§ TASK STATEMENT: What appears from the first line of the data below through the line containing "entry (512 MiB).", both included, should be copied exactly, and nothing else.

WORKING DATA section start

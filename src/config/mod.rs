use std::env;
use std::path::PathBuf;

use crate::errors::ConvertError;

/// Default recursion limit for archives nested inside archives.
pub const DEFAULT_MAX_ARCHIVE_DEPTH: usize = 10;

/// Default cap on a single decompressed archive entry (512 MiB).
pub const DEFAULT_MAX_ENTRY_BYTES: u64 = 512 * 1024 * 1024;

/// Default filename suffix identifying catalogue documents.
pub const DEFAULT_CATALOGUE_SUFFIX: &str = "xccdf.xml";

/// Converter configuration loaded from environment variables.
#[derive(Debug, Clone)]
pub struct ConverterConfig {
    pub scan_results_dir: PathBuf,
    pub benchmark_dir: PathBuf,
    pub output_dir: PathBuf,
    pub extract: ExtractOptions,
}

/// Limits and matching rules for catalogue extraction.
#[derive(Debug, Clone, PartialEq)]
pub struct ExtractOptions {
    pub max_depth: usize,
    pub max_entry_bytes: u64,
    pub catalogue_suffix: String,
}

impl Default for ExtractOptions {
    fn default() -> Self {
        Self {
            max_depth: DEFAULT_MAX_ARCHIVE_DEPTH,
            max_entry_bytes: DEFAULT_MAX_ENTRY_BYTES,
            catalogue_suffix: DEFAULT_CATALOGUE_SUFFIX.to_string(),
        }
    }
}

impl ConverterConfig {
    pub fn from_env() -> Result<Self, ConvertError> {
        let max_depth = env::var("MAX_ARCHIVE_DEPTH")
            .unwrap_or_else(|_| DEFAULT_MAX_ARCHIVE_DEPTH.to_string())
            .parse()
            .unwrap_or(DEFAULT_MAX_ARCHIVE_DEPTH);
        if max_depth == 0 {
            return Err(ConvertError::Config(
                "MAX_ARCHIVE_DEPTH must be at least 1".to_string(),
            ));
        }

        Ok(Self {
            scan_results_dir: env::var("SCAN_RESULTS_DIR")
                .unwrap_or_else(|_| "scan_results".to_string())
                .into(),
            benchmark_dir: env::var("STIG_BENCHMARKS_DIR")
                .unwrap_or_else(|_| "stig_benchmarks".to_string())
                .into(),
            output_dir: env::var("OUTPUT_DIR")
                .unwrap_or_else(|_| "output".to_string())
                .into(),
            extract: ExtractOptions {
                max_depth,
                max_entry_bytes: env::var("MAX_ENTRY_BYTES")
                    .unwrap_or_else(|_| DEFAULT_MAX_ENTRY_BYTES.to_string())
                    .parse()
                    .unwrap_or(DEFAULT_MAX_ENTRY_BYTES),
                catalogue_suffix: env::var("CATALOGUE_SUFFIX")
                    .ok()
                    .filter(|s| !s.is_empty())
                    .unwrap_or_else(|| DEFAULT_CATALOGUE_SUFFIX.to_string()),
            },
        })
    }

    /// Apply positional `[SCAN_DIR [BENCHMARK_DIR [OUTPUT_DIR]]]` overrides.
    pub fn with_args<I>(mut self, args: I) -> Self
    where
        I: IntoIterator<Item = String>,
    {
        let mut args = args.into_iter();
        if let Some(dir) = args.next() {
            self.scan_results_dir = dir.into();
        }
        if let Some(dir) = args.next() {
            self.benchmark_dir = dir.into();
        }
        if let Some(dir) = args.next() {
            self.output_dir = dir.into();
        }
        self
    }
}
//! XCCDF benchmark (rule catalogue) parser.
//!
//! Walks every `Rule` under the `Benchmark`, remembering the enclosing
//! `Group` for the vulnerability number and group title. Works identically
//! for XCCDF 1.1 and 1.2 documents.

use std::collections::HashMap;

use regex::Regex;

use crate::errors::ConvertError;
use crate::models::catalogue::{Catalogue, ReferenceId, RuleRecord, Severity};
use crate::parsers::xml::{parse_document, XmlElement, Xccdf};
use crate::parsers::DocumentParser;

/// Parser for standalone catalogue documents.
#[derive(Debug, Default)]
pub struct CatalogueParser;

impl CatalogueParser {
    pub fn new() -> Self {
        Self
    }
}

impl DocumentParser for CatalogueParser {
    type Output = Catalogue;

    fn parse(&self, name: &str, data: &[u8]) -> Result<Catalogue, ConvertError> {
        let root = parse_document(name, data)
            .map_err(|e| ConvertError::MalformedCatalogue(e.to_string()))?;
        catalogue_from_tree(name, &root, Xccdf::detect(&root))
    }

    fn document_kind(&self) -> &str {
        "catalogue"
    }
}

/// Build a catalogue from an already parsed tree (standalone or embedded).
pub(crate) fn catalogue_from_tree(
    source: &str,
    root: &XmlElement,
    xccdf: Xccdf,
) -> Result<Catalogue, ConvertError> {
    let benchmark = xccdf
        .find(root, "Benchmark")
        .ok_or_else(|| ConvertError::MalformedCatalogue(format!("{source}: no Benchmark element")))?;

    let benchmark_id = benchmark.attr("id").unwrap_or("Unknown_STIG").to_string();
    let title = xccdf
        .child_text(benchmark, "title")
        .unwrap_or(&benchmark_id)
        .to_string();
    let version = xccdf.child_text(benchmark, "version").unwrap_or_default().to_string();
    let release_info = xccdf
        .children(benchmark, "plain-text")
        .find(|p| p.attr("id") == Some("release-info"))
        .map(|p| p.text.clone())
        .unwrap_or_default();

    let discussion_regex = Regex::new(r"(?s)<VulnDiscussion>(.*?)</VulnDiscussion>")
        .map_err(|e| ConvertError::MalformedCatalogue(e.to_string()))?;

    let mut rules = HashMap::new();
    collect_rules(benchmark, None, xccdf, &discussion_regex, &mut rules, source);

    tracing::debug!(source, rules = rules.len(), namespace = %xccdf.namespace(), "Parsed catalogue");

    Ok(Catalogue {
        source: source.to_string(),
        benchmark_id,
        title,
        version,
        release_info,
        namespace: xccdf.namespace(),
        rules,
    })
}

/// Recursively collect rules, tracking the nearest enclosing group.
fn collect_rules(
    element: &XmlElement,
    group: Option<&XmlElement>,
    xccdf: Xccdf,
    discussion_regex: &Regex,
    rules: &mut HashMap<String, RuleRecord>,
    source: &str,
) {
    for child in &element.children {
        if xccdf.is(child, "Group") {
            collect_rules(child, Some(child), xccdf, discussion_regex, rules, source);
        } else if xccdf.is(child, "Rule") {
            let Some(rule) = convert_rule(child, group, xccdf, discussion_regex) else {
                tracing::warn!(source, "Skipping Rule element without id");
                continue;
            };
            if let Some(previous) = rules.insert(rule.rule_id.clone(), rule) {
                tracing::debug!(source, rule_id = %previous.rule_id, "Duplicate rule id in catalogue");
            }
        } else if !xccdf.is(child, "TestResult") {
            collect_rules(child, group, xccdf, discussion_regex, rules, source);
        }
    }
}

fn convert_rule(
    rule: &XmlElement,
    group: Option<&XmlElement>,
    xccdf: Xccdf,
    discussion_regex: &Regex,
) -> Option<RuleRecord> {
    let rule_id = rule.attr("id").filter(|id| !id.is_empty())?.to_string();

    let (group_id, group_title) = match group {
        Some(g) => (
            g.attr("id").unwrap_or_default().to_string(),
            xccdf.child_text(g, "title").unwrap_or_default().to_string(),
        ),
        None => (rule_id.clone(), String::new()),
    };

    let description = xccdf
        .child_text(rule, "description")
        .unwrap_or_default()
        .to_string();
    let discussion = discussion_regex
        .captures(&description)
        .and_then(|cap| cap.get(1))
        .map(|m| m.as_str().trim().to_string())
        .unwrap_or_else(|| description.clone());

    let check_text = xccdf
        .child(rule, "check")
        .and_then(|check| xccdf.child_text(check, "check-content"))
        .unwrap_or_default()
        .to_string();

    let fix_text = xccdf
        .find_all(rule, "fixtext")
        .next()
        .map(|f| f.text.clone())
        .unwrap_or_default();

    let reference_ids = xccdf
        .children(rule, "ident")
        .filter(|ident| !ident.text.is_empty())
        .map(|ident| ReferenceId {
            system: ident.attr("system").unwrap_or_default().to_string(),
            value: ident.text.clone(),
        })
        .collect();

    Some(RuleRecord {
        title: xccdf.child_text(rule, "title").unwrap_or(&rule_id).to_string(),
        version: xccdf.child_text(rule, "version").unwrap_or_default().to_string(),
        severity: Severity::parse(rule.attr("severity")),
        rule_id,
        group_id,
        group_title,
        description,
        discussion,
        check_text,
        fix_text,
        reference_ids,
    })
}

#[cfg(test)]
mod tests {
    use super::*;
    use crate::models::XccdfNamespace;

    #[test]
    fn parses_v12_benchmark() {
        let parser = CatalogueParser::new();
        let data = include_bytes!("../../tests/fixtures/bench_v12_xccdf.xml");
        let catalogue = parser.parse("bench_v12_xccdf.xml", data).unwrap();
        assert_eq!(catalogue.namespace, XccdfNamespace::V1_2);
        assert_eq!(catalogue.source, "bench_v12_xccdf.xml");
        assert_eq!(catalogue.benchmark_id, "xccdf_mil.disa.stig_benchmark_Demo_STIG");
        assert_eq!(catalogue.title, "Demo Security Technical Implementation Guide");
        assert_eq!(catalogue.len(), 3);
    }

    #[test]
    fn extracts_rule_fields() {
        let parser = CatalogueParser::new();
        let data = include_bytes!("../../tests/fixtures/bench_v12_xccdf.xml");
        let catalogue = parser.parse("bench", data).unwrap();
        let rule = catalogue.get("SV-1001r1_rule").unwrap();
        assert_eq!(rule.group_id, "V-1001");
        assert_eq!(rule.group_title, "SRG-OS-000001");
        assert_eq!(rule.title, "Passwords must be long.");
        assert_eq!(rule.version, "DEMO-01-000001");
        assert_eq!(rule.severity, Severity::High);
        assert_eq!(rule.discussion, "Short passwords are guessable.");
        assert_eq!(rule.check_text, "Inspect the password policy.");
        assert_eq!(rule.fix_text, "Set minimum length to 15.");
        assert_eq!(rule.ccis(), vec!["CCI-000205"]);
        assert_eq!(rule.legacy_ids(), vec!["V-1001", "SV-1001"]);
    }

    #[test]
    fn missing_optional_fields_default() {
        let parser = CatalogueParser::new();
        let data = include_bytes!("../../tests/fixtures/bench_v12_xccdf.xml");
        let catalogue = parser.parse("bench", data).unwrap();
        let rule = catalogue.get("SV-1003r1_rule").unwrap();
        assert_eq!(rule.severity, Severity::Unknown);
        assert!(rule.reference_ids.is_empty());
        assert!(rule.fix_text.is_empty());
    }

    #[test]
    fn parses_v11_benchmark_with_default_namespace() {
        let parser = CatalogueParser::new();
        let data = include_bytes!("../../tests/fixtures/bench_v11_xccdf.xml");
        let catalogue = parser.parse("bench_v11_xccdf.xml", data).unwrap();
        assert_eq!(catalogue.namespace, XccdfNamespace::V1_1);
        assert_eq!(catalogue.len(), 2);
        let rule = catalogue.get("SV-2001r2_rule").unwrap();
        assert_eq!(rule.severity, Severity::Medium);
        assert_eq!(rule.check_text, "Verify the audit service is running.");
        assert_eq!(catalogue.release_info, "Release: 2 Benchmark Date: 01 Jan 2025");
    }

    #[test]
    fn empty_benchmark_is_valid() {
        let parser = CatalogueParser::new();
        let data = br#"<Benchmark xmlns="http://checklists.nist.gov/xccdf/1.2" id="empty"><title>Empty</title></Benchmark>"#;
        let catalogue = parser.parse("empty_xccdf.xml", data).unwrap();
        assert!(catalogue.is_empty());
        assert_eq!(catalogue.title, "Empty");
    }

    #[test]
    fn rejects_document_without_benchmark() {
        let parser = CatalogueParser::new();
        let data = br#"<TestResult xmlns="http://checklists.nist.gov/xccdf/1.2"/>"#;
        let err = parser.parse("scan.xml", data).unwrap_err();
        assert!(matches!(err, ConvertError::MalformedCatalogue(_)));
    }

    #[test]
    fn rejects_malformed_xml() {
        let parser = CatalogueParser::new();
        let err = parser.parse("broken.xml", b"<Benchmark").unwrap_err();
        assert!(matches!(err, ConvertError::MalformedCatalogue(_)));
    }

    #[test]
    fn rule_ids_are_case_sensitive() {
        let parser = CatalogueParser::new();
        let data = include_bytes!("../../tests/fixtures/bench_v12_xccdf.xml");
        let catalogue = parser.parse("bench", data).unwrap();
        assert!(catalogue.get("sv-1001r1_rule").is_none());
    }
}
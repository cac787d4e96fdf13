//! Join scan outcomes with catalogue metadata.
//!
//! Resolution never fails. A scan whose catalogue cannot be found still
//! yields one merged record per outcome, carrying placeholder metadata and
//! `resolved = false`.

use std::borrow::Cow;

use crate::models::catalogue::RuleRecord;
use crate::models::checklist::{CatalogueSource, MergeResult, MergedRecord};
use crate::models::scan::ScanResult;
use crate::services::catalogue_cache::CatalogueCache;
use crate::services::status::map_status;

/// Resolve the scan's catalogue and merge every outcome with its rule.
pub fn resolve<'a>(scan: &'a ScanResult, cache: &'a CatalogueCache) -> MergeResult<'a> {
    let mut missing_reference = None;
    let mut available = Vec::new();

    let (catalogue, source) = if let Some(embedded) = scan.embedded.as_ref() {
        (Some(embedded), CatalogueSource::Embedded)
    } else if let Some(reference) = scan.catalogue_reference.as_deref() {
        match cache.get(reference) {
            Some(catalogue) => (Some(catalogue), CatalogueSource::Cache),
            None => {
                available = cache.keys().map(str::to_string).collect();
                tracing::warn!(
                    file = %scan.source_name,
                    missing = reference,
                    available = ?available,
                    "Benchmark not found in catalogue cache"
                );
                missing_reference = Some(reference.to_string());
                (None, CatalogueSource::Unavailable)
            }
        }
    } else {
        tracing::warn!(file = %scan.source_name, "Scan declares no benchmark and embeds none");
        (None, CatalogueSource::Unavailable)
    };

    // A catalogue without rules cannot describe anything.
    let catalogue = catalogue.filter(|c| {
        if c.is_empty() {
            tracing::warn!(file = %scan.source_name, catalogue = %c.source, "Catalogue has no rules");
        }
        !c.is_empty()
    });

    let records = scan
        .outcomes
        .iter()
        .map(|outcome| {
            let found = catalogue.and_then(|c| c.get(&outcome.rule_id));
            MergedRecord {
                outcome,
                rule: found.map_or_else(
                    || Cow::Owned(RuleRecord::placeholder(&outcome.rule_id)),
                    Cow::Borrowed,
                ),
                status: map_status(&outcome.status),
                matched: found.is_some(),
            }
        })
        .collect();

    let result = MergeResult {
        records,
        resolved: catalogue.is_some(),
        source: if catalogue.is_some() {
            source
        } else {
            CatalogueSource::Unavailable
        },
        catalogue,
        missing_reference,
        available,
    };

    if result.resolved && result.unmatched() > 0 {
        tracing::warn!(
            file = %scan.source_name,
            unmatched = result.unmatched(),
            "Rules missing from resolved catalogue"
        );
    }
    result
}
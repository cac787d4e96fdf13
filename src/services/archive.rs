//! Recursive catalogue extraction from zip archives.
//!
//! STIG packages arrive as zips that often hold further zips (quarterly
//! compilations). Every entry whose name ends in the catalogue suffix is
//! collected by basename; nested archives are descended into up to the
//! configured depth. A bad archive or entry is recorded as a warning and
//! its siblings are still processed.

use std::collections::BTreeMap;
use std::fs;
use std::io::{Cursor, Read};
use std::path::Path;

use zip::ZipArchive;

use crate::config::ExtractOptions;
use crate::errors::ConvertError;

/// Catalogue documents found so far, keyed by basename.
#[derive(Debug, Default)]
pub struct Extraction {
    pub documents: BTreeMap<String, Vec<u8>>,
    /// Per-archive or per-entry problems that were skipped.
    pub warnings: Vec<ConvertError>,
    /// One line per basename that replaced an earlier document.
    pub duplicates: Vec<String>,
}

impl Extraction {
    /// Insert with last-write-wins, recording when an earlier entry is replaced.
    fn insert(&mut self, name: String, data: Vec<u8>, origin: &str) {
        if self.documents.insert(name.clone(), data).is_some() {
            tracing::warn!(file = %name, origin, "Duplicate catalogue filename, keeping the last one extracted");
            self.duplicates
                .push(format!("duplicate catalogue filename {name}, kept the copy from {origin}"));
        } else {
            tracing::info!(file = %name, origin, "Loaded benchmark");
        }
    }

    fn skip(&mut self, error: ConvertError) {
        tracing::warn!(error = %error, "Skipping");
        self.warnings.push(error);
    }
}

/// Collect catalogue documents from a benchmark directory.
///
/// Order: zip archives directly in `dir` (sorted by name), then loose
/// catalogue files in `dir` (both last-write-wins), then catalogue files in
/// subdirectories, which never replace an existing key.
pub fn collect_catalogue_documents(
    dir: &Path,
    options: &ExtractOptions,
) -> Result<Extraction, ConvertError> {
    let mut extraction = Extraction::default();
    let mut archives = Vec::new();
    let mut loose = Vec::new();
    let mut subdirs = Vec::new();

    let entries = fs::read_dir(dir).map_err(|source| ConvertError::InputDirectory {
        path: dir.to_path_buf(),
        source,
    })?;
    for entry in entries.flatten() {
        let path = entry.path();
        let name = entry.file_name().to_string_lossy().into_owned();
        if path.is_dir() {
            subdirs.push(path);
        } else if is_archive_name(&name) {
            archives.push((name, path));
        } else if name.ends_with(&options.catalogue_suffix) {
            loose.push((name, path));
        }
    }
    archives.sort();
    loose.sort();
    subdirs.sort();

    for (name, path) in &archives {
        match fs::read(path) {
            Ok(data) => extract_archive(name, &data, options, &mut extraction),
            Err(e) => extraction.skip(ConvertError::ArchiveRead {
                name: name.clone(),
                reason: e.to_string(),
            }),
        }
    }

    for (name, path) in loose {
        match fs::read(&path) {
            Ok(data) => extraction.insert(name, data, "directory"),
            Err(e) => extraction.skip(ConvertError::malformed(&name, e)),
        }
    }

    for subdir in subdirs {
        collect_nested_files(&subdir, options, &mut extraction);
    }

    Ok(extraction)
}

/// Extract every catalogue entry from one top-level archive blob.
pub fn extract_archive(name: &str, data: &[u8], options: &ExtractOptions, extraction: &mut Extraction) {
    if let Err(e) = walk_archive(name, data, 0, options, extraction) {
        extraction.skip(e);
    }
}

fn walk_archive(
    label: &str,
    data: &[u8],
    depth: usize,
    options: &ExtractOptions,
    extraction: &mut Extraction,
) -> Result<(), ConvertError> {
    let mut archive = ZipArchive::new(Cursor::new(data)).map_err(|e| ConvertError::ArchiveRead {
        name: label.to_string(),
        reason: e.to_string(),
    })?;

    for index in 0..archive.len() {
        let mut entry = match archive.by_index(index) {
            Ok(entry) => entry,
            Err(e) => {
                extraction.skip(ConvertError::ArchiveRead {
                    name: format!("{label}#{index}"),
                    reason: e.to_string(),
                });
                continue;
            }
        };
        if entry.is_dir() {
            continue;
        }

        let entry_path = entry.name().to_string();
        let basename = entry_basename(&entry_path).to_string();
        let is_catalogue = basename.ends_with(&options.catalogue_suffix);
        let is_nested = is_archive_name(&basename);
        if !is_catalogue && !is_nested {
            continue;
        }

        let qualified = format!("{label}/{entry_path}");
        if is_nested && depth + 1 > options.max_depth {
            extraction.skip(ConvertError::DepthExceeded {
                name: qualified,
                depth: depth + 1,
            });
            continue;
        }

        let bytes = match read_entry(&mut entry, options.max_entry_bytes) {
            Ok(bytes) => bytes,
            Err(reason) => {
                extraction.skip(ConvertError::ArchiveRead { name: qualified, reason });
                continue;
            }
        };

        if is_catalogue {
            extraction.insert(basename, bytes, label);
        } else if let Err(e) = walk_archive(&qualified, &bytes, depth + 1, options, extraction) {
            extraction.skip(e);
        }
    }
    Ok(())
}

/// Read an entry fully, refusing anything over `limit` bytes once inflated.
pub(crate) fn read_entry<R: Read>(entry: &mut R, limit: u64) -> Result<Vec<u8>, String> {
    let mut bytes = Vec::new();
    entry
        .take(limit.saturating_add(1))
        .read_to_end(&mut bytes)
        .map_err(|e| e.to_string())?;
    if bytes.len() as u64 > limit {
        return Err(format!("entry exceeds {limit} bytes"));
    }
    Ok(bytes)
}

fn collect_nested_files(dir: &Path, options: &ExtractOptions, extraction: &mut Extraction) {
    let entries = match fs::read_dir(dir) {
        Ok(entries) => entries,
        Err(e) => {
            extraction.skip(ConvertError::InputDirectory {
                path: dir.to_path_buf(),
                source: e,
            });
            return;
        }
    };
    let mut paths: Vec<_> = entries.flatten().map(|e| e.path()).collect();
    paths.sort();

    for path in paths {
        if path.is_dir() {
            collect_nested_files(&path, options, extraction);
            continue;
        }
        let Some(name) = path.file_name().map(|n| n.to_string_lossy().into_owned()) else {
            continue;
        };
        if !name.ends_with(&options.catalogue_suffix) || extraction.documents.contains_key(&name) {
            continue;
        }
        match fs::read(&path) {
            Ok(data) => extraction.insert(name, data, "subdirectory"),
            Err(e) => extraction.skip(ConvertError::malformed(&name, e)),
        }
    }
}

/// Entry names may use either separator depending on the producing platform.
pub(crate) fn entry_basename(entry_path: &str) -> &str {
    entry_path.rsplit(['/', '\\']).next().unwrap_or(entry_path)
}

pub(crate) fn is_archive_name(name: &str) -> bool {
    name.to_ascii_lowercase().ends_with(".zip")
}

WORKING DATA section end

§ FINAL ANSWER:
filename src/config/mod.rs
use std::env;
use std::path::PathBuf;

use crate::errors::ConvertError;

/// Default recursion limit for archives nested inside archives.
pub const DEFAULT_MAX_ARCHIVE_DEPTH: usize = 10;

/// Default cap on a single decompressed archive entry (512 MiB).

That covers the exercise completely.